Pooja Gunjal User

I’m a Security Operations Analyst with 3 years of experience across Security Operations, Threat Detection & Response, SIEM Engineering, Detection Engineering, Threat Intelligence, Incident Response, and Vulnerability Management. I’ve monitored enterprise environments using Microsoft Sentinel, IBM QRadar, Splunk, Microsoft Defender XDR, CrowdStrike Falcon, Cortex XSOAR, and Qualys.

In my roles, I performed alert triage and full incident workflows—investigation, containment, eradication, recovery, and post-incident documentation—using SOC playbooks. I also drove log analysis across Windows, Active Directory, Microsoft Defender XDR, Azure, and cloud environments to identify anomalous activity and support investigations.
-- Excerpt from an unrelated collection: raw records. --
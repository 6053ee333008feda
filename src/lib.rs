//! # Persona Bench
//!
//! A behavioral-prediction test bench for persona-conditioned local LLMs.
//! Persona Bench sends persona-framed questions to an Ollama model, records
//! the generated answers next to human ground-truth answers, and reports
//! similarity-based accuracy metrics.
//!
//! ## Workflow
//!
//! - **Test**: render a persona into a role-play system prompt, ask each
//!   question in order, and persist the session as it grows.
//! - **Review**: walk the unreviewed answers, collect the real person's
//!   response and a 1-5 similarity score, saving each judgment immediately.
//! - **Analyze**: aggregate reviewed scores into per-session reports,
//!   compare sessions across models, and export CSV/JSON.
//!
//! ## Architecture
//!
//! ```text
//! CLI → TestRunner → (PromptBuilder, OllamaClient HTTP) → JSON session store
//!                    ReviewWorkflow ─────────────────────┘        ↓
//!                    Analytics ← ─ ─ ─ ─ ─ ─ ─ ─ ─ ─ ─ ─ reports/exports
//! ```
//!
//! ## Example
//!
//! ```ignore
//! use std::sync::Arc;
//! use persona_bench::config::{Config, SamplingConfig, SamplingPreset};
//! use persona_bench::ollama::OllamaClient;
//! use persona_bench::runner::TestRunner;
//! use persona_bench::storage::JsonFileStorage;
//!
//! #[tokio::main]
//! async fn main() -> Result<(), Box<dyn std::error::Error>> {
//!     let config = Config::from_env()?;
//!     let ollama = OllamaClient::new(&config.ollama, config.request.clone())?;
//!     let storage = Arc::new(JsonFileStorage::new(&config.storage.results_dir)?);
//!     let runner = TestRunner::new(ollama, storage);
//!     let sampling = SamplingConfig::preset(SamplingPreset::Balanced);
//!     let session = runner
//!         .run_test("personas/alex.yaml", "questions/shopping.yaml", "llama3:8b", sampling, None)
//!         .await?;
//!     println!("session: {}", session.session_id);
//!     Ok(())
//! }
//! ```

#![warn(missing_docs)]

/// Report generation, session comparison, and CSV/JSON export.
pub mod analytics;
/// Configuration management and sampling presets.
pub mod config;
/// Error types and result aliases for the application.
pub mod error;
/// Ollama API client for answer generation.
pub mod ollama;
/// Persona and question-set schemas with YAML loaders.
pub mod persona;
/// Deterministic persona prompt rendering.
pub mod prompt;
/// Interactive review workflow over pending results.
pub mod review;
/// Test orchestration across a question set.
pub mod runner;
/// Session data model and file-per-session persistence.
pub mod storage;

pub use config::Config;
pub use error::{AppError, AppResult};
use std::env;
use std::path::PathBuf;
use std::time::Duration;

use clap::ValueEnum;
use serde::{Deserialize, Serialize};

use crate::error::AppError;

/// Application configuration loaded from environment variables
#[derive(Debug, Clone)]
pub struct Config {
    pub ollama: OllamaConfig,
    pub storage: StorageConfig,
    pub logging: LoggingConfig,
    pub request: RequestConfig,
}

/// Ollama API configuration
#[derive(Debug, Clone)]
pub struct OllamaConfig {
    pub base_url: String,
}

/// Session store configuration
#[derive(Debug, Clone)]
pub struct StorageConfig {
    pub results_dir: PathBuf,
}

/// Logging configuration
#[derive(Debug, Clone)]
pub struct LoggingConfig {
    pub level: String,
    pub format: LogFormat,
}

/// Log output format
#[derive(Debug, Clone, PartialEq)]
pub enum LogFormat {
    Pretty,
    Json,
}

/// HTTP request timeouts, one per request class.
///
/// Generation is slow, model pulls are slower, liveness probes must be quick.
#[derive(Debug, Clone)]
pub struct RequestConfig {
    pub generate_timeout: Duration,
    pub pull_timeout: Duration,
    pub probe_timeout: Duration,
}

impl Config {
    /// Load configuration from environment variables
    pub fn from_env() -> Result<Self, AppError> {
        // Load .env file if present (ignore errors if not found)
        let _ = dotenvy::dotenv();

        let ollama = OllamaConfig {
            base_url: env::var("OLLAMA_BASE_URL")
                .unwrap_or_else(|_| "http://localhost:11434".to_string()),
        };

        let storage = StorageConfig {
            results_dir: PathBuf::from(
                env::var("RESULTS_DIR").unwrap_or_else(|_| "./results".to_string()),
            ),
        };

        let logging = LoggingConfig {
            level: env::var("LOG_LEVEL").unwrap_or_else(|_| "info".to_string()),
            format: match env::var("LOG_FORMAT")
                .unwrap_or_else(|_| "pretty".to_string())
                .to_lowercase()
                .as_str()
            {
                "json" => LogFormat::Json,
                _ => LogFormat::Pretty,
            },
        };

        let request = RequestConfig {
            generate_timeout: Duration::from_secs(
                env::var("GENERATE_TIMEOUT_SECS")
                    .ok()
                    .and_then(|s| s.parse().ok())
                    .unwrap_or(120),
            ),
            pull_timeout: Duration::from_secs(
                env::var("PULL_TIMEOUT_SECS")
                    .ok()
                    .and_then(|s| s.parse().ok())
                    .unwrap_or(600),
            ),
            probe_timeout: Duration::from_secs(
                env::var("PROBE_TIMEOUT_SECS")
                    .ok()
                    .and_then(|s| s.parse().ok())
                    .unwrap_or(5),
            ),
        };

        Ok(Config {
            ollama,
            storage,
            logging,
            request,
        })
    }
}

impl Default for RequestConfig {
    fn default() -> Self {
        Self {
            generate_timeout: Duration::from_secs(120),
            pull_timeout: Duration::from_secs(600),
            probe_timeout: Duration::from_secs(5),
        }
    }
}

/// Named sampling presets tuned for different answer styles
#[derive(Debug, Clone, Copy, PartialEq, Eq, ValueEnum)]
pub enum SamplingPreset {
    Balanced,
    Creative,
    Precise,
    Deterministic,
}

/// Sampling parameters for one generation call.
///
/// Values are immutable once constructed; a preset produces a fresh value and
/// overrides go through the consuming `with_*` builders. Sessions and results
/// persist the exact value they were generated with, so the snapshot survives
/// any later preset change.
#[derive(Debug, Clone, PartialEq, Serialize, Deserialize)]
pub struct SamplingConfig {
    pub temperature: f64,
    pub top_p: f64,
    pub top_k: u32,
    /// Maximum tokens to generate (`num_predict` on the wire).
    pub num_predict: u32,
    pub repeat_penalty: f64,
    /// Context window override; the model default applies when `None`.
    #[serde(skip_serializing_if = "Option::is_none")]
    pub context_window: Option<u32>,
}

impl SamplingConfig {
    /// Construct the sampling values for a named preset
    pub fn preset(preset: SamplingPreset) -> Self {
        let balanced = Self {
            temperature: 0.7,
            top_p: 0.9,
            top_k: 40,
            num_predict: 500,
            repeat_penalty: 1.1,
            context_window: None,
        };

        match preset {
            SamplingPreset::Balanced => balanced,
            SamplingPreset::Creative => Self {
                temperature: 0.9,
                top_p: 0.95,
                repeat_penalty: 1.05,
                ..balanced
            },
            SamplingPreset::Precise => Self {
                temperature: 0.3,
                top_p: 0.8,
                repeat_penalty: 1.2,
                ..balanced
            },
            SamplingPreset::Deterministic => Self {
                temperature: 0.1,
                top_p: 0.5,
                repeat_penalty: 1.3,
                ..balanced
            },
        }
    }

    /// Override the temperature
    pub fn with_temperature(mut self, temperature: f64) -> Self {
        self.temperature = temperature;
        self
    }

    /// Override the top_p sampling parameter
    pub fn with_top_p(mut self, top_p: f64) -> Self {
        self.top_p = top_p;
        self
    }

    /// Override the context window
    pub fn with_context_window(mut self, context_window: u32) -> Self {
        self.context_window = Some(context_window);
        self
    }
}

impl Default for SamplingConfig {
    fn default() -> Self {
        Self::preset(SamplingPreset::Balanced)
    }
}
My work is grounded in strong frameworks and standards, including MITRE ATT&CK and the NIST Cybersecurity Framework, and I map attacker techniques to MITRE ATT&CK during complex incident investigations. I’ve built and tuned detections using daily threat intelligence feeds to reduce noise and improve coverage.

I focus on measurable outcomes and continuous SOC improvement, including improving incident resolution time by 25% and reducing SIEM false positives by ~20% through detection optimization. I bring hands-on security automation experience with SOAR and value cross-functional collaboration with IT and engineering teams.